* _TASK DIRECTIONS_
Give an exact copy of the lines from the beginning of the listing below to the "listener may return" line, inclusive.

--- EXTRACTED ENTRIES Enclosed Below ---

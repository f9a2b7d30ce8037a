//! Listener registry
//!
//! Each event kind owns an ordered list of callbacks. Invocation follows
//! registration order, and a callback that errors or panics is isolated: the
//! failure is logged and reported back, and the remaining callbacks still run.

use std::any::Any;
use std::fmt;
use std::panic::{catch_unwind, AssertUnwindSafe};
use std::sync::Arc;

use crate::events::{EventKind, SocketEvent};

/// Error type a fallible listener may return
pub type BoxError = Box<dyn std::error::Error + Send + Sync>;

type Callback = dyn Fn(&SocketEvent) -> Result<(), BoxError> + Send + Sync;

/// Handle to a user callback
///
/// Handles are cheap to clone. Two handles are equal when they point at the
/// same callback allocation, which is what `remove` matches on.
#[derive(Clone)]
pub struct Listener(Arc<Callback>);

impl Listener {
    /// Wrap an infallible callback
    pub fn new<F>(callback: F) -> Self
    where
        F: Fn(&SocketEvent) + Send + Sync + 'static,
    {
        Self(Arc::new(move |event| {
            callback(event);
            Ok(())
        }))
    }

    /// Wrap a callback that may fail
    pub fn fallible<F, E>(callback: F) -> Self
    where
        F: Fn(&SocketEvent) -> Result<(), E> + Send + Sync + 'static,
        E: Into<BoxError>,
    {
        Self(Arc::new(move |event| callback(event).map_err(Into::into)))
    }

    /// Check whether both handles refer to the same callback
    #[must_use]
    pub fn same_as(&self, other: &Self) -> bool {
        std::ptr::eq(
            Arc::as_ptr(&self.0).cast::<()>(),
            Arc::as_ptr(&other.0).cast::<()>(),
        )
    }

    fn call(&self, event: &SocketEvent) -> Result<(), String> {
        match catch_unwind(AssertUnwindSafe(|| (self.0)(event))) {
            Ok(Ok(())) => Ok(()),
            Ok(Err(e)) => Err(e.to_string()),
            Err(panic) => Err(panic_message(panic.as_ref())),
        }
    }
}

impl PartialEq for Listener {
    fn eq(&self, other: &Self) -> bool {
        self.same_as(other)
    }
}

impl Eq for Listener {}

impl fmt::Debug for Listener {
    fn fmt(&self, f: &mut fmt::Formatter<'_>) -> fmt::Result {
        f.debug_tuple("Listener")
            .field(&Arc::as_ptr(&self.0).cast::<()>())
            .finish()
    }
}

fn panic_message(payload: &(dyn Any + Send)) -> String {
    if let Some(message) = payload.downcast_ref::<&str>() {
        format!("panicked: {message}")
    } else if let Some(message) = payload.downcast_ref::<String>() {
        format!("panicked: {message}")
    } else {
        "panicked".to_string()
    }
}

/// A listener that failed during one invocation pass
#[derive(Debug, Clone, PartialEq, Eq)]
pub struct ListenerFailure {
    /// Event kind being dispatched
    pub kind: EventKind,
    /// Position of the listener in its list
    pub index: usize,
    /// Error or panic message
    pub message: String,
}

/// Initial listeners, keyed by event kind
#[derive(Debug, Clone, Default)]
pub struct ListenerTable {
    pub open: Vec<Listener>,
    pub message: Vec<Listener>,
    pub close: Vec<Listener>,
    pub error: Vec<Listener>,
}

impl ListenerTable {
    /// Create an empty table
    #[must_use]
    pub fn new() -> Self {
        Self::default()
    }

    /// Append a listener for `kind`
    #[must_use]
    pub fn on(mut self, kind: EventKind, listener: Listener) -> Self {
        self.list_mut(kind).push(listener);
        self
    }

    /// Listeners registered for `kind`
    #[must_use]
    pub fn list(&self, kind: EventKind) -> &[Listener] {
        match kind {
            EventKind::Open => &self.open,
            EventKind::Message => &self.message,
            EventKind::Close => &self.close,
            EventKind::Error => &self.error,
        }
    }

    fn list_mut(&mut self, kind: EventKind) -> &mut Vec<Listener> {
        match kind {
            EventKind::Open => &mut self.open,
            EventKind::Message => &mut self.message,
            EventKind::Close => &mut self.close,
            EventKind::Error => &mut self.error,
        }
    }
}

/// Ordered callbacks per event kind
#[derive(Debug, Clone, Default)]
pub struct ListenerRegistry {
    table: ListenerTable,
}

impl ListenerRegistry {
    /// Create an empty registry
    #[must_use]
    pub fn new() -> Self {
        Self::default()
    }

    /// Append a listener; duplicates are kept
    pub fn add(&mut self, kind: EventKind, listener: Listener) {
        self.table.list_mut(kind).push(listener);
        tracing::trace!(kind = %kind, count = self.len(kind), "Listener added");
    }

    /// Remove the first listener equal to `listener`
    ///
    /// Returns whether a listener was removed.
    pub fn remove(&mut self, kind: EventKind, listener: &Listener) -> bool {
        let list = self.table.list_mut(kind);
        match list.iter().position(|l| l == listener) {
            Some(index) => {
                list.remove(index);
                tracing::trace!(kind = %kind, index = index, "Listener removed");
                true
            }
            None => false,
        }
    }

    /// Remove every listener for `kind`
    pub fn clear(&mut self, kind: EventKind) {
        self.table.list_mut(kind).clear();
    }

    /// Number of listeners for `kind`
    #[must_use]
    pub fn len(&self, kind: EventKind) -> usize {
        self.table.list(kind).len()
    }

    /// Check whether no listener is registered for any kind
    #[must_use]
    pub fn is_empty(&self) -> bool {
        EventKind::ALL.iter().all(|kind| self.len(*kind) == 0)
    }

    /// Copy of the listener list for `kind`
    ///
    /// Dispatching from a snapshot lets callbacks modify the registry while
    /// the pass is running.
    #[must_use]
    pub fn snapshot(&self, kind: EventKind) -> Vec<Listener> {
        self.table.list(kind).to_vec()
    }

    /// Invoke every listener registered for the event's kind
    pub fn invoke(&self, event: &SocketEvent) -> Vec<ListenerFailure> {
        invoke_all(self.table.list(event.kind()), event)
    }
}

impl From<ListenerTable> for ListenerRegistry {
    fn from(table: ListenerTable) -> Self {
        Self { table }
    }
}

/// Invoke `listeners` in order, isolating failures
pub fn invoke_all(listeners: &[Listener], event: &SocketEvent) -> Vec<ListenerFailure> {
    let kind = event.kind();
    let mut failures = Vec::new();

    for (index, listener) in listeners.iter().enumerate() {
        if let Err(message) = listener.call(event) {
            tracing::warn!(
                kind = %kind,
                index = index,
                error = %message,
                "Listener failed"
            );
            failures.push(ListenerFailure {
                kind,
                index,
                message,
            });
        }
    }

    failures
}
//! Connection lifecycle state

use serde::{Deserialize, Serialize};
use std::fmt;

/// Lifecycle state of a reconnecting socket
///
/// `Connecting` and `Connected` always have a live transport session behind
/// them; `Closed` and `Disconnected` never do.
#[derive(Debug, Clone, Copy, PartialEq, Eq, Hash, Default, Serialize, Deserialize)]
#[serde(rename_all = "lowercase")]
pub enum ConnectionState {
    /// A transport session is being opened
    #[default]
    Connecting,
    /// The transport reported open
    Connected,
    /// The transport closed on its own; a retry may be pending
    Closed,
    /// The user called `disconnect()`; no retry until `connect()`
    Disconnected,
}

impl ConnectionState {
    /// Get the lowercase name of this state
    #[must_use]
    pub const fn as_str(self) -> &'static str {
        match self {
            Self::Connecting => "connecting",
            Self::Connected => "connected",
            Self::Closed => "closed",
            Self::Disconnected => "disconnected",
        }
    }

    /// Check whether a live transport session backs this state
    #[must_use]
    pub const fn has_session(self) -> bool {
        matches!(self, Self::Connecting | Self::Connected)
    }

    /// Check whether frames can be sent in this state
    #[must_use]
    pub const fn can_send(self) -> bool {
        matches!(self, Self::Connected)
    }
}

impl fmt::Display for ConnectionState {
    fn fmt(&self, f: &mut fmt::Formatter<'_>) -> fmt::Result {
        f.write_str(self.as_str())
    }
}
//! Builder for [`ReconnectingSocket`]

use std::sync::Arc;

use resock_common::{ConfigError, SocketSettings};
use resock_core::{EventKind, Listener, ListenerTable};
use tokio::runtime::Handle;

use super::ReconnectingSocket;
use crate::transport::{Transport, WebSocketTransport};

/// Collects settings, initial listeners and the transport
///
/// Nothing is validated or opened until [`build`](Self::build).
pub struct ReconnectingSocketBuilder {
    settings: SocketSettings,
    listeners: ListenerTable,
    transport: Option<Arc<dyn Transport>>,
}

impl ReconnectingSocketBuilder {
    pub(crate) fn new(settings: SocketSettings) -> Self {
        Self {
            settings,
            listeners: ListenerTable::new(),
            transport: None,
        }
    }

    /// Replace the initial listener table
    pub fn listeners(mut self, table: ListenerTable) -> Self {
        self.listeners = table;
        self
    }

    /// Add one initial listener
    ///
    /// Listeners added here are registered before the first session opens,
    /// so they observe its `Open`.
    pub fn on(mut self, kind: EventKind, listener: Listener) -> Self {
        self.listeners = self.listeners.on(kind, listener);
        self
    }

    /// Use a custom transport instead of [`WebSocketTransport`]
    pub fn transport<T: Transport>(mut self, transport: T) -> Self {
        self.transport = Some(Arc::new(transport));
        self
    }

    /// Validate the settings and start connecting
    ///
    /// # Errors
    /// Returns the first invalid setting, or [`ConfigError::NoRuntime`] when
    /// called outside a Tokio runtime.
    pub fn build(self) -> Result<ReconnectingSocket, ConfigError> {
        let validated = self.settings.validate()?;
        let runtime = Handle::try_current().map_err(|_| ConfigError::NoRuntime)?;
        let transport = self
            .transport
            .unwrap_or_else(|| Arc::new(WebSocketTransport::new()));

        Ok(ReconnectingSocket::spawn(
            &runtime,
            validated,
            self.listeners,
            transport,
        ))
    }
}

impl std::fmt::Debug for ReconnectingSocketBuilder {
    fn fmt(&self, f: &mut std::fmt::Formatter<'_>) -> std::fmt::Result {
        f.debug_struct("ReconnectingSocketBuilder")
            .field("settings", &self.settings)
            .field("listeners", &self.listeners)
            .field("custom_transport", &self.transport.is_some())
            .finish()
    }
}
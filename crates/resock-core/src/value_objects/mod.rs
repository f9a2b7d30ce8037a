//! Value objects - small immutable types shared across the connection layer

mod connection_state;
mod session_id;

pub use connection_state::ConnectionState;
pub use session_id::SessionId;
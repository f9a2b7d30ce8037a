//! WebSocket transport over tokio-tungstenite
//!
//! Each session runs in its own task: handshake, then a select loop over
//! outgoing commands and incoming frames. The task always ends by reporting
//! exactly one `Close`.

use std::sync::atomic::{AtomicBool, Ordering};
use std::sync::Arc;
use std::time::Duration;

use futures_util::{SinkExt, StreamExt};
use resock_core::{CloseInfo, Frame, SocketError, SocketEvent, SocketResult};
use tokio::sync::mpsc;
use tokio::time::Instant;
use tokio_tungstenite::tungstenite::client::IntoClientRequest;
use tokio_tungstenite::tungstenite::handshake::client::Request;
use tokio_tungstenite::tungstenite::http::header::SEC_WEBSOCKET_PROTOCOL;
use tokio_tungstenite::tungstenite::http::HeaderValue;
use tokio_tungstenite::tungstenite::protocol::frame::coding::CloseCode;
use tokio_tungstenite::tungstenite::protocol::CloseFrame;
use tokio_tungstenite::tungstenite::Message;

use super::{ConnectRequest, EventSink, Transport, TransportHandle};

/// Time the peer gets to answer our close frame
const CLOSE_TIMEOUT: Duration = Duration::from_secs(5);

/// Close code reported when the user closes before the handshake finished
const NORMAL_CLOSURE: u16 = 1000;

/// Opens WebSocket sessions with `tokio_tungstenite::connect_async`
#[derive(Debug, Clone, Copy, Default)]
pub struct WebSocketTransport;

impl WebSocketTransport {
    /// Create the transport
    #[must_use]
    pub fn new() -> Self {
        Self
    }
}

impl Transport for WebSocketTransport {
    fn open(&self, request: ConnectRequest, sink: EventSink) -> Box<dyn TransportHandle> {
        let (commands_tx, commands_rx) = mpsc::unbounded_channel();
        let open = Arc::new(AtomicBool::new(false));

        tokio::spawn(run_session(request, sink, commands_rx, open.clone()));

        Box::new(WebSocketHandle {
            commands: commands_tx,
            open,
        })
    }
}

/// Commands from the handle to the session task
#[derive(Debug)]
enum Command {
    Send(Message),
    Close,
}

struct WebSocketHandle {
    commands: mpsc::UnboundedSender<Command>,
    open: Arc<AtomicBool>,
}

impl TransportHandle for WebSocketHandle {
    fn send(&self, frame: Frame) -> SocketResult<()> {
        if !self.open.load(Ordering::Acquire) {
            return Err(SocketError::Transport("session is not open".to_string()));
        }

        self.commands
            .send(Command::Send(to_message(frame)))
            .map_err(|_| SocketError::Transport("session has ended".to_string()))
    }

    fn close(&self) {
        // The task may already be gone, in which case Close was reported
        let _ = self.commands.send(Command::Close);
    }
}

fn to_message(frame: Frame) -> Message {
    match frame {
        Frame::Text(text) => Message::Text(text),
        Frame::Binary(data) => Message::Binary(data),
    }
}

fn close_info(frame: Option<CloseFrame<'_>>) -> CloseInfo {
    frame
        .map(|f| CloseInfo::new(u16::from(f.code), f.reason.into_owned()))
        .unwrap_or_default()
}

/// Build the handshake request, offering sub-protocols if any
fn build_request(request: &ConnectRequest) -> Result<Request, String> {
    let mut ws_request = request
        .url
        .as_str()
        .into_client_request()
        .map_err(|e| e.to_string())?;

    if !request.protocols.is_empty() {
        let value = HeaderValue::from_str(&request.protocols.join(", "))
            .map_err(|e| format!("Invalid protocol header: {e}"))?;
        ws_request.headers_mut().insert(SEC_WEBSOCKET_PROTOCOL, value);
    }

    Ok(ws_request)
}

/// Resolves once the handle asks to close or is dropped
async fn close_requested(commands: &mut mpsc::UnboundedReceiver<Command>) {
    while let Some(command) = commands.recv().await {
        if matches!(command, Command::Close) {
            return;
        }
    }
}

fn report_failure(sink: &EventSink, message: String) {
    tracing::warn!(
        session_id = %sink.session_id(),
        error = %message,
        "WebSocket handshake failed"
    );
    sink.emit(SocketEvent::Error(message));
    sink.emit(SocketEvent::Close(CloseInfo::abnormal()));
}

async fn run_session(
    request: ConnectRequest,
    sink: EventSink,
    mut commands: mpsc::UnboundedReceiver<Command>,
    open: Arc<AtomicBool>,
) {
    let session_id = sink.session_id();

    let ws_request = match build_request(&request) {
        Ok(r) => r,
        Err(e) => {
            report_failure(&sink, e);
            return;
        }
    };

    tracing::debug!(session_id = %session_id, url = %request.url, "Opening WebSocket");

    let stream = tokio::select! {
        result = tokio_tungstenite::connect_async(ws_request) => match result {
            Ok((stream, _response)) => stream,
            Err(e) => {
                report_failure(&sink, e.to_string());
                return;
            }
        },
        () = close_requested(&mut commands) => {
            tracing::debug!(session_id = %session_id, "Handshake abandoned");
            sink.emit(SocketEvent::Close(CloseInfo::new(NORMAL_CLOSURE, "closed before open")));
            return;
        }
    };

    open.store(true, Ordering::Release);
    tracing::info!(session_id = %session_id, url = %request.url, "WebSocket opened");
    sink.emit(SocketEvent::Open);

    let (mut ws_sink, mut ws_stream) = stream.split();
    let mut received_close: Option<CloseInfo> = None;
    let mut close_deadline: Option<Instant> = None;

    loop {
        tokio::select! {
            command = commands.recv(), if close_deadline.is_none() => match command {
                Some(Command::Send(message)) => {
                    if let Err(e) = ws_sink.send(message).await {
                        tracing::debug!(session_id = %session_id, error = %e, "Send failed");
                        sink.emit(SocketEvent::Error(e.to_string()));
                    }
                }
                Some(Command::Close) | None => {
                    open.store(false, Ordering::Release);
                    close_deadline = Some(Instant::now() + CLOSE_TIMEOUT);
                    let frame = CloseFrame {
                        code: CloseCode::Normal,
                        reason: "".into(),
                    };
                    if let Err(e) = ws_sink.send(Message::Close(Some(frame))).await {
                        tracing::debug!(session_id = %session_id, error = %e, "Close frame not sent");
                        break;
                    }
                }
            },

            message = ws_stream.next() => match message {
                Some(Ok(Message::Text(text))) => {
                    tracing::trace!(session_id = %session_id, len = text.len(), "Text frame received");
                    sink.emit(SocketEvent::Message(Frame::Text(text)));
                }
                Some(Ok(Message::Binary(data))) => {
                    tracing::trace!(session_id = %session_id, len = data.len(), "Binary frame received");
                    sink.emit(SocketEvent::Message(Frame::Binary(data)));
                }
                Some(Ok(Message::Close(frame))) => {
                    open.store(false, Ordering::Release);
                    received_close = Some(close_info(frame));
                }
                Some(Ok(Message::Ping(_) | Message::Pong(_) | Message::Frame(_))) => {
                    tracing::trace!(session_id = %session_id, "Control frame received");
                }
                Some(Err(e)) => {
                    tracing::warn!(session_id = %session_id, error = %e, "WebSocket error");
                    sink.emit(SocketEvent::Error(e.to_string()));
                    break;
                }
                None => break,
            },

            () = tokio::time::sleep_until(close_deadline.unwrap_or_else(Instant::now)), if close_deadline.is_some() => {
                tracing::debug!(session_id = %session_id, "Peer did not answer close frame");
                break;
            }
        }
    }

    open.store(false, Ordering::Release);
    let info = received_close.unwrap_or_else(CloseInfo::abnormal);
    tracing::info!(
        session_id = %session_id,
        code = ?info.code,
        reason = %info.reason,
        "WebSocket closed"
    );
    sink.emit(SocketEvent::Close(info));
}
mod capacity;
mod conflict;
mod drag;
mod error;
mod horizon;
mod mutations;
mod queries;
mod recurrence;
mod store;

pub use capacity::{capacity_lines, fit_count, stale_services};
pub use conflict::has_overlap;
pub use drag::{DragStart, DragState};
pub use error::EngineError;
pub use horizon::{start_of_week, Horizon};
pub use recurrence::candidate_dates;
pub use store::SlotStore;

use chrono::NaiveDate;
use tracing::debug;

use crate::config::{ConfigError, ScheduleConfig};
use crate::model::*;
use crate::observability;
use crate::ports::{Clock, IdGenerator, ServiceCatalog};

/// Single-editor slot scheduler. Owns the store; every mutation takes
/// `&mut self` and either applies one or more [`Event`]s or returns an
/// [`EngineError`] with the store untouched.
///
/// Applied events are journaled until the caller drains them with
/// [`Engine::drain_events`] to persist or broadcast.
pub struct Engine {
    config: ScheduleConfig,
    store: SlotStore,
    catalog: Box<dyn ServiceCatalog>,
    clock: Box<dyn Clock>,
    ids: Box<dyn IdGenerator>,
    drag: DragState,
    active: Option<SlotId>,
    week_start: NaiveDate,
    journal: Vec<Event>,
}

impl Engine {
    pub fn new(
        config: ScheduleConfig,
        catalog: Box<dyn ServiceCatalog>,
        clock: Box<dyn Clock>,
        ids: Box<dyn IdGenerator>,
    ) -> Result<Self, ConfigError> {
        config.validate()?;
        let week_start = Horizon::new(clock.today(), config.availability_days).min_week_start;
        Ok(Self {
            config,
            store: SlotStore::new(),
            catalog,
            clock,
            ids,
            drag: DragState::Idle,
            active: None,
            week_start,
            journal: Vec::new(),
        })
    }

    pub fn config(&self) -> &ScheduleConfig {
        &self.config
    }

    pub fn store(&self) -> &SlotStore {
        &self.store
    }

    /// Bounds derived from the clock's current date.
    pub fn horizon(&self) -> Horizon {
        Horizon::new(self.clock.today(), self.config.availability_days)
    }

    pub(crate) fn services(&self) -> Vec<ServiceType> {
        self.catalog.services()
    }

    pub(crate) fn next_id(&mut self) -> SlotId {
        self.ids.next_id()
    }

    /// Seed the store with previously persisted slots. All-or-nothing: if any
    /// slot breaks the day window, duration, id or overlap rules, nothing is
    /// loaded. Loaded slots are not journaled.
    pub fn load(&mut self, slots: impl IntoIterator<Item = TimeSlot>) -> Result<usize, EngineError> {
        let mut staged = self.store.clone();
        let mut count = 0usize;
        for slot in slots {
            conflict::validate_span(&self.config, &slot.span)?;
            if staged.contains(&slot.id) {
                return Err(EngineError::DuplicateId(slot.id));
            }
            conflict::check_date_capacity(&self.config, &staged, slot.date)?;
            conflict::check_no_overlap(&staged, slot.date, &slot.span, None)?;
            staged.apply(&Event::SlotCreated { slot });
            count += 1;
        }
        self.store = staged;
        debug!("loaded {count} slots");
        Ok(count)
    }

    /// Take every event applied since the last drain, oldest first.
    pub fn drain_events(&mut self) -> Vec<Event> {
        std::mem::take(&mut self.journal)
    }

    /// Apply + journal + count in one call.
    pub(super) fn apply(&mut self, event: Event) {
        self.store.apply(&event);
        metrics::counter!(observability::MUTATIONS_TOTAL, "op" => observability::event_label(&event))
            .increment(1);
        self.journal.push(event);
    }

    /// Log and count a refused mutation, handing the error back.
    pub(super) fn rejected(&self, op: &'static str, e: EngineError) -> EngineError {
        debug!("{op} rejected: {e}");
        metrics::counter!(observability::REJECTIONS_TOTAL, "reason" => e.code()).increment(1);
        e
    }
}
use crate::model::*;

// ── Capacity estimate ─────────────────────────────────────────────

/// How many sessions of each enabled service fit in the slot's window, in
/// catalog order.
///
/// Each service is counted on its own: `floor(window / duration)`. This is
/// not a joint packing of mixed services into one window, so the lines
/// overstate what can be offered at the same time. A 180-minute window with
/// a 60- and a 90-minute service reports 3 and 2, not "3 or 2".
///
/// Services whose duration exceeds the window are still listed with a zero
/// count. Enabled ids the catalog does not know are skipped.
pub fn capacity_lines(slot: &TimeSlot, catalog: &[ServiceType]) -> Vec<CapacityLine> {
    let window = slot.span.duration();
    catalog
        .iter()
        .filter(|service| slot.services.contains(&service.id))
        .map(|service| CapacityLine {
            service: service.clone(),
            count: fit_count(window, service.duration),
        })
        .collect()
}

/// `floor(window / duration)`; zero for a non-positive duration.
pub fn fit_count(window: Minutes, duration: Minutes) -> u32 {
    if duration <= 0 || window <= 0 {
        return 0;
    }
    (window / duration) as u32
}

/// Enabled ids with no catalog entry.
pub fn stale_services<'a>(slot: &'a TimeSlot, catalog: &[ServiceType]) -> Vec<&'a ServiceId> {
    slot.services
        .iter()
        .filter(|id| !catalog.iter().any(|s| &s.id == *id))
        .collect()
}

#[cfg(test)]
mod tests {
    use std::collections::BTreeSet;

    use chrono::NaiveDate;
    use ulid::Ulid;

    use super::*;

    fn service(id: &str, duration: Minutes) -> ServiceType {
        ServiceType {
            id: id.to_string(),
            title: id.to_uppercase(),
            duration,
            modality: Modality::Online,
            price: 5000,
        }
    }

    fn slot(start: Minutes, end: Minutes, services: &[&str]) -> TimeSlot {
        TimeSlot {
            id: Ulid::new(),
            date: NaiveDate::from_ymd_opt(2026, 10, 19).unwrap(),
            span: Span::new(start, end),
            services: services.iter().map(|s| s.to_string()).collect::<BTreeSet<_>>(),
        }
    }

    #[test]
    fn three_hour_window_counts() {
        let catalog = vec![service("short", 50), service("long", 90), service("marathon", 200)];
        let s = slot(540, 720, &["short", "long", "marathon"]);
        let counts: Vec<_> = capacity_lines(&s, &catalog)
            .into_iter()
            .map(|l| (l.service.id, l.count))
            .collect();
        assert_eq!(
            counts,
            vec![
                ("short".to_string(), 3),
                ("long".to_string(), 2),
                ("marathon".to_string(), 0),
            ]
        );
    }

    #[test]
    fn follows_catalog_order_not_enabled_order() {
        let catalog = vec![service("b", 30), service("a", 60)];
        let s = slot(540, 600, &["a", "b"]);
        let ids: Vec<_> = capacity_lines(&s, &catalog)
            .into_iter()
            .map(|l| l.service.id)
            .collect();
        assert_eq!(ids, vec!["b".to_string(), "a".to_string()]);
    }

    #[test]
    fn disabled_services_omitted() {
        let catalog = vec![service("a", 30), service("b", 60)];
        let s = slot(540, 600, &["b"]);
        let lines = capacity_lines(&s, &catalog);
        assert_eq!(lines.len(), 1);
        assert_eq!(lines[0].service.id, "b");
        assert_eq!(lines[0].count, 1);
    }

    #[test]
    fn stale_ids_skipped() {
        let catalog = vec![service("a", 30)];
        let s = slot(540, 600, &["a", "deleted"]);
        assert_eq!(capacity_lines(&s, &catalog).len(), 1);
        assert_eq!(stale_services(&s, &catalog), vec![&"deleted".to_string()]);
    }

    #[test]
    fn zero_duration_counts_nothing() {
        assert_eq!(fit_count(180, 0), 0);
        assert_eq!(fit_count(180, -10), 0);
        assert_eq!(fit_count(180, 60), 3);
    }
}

--- End of Enclosed EXTRACTED ENTRIES ---

* _WRITTEN RESPONSE_
repository f9a2b7d30ce8037a
//! Listener registry
//!
//! Each event kind owns an ordered list of callbacks. Invocation follows
//! registration order, and a callback that errors or panics is isolated: the
//! failure is logged and reported back, and the remaining callbacks still run.

use std::any::Any;
use std::fmt;
use std::panic::{catch_unwind, AssertUnwindSafe};
use std::sync::Arc;

use crate::events::{EventKind, SocketEvent};

/// Error type a fallible listener may return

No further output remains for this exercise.